Materials provided section start
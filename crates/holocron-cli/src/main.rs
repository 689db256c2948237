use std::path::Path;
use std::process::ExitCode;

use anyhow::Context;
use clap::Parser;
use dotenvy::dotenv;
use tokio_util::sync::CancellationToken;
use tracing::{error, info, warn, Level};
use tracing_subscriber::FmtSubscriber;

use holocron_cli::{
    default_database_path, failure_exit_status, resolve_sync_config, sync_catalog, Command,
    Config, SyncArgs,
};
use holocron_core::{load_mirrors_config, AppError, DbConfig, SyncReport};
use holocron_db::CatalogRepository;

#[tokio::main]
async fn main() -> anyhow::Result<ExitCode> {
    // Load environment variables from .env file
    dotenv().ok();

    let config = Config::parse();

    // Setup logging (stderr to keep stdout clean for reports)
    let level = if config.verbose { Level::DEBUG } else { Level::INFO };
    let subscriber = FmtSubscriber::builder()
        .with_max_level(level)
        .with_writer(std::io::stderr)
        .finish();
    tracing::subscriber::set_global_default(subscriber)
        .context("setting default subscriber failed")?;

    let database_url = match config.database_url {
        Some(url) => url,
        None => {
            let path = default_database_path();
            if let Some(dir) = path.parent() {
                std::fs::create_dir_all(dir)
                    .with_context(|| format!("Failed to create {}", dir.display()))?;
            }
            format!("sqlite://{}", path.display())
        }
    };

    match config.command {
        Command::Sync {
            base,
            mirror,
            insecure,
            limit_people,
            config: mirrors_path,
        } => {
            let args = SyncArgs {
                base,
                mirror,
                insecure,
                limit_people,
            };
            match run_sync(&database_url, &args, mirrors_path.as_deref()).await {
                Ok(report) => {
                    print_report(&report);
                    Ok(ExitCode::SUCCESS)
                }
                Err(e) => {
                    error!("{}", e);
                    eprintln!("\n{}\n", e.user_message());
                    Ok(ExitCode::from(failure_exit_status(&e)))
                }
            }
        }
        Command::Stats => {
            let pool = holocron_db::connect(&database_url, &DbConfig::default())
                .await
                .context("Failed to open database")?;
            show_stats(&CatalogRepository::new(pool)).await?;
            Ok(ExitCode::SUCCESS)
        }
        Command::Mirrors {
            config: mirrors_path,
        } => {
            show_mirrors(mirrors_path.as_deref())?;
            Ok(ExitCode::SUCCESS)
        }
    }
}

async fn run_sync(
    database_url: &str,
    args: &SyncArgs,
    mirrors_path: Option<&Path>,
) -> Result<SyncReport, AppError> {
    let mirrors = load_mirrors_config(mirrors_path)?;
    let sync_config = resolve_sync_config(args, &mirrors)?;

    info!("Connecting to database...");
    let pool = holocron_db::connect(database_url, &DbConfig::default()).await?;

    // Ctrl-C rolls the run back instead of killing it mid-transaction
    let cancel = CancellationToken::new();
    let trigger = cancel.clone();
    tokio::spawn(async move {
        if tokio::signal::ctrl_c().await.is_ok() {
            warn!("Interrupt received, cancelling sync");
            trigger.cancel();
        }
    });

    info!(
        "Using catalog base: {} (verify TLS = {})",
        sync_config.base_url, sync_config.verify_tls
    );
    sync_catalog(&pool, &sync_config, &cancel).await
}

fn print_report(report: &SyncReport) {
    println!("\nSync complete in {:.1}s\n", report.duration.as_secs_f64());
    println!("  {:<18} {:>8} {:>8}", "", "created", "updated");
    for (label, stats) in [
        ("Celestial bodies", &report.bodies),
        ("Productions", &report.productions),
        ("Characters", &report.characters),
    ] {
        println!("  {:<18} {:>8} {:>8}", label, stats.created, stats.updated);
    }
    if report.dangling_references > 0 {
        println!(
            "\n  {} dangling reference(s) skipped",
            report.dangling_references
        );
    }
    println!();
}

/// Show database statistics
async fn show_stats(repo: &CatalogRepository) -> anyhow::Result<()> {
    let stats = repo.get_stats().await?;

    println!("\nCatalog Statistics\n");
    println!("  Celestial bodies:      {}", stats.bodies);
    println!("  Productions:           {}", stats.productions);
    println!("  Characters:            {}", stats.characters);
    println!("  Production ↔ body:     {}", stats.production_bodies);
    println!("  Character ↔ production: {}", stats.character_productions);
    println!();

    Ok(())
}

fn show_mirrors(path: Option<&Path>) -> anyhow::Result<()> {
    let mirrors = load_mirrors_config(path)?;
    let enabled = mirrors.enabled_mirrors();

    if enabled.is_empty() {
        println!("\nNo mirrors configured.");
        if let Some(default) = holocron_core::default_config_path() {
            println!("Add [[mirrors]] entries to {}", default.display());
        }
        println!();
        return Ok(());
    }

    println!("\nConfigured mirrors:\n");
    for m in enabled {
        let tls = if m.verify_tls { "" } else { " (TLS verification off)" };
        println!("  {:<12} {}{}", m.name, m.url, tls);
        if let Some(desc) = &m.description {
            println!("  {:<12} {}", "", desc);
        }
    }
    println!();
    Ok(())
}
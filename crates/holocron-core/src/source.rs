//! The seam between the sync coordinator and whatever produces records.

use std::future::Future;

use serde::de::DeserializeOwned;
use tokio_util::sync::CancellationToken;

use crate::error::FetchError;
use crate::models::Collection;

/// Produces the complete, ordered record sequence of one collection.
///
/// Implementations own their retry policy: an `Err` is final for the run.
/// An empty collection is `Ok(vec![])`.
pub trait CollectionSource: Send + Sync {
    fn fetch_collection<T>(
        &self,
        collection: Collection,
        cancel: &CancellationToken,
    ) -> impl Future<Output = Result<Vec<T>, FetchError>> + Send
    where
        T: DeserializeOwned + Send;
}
Materials provided section end
*Task requirements:* Extract from the records above the lines from the one containing "return Ok(());" to the one containing "pub trait CollectionSource: Send", both lines included, exactly as they appear and with nothing else.

*Solution below:*
        return Ok(());
    }

    println!("\nConfigured mirrors:\n");
    for m in enabled {
        let tls = if m.verify_tls { "" } else { " (TLS verification off)" };
        println!("  {:<12} {}{}", m.name, m.url, tls);
        if let Some(desc) = &m.description {
            println!("  {:<12} {}", "", desc);
        }
    }
    println!();
    Ok(())
}
filename crates/holocron-core/src/source.rs
//! The seam between the sync coordinator and whatever produces records.

use std::future::Future;

use serde::de::DeserializeOwned;
use tokio_util::sync::CancellationToken;

use crate::error::FetchError;
use crate::models::Collection;

/// Produces the complete, ordered record sequence of one collection.
///
/// Implementations own their retry policy: an `Err` is final for the run.
/// An empty collection is `Ok(vec![])`.
pub trait CollectionSource: Send + Sync {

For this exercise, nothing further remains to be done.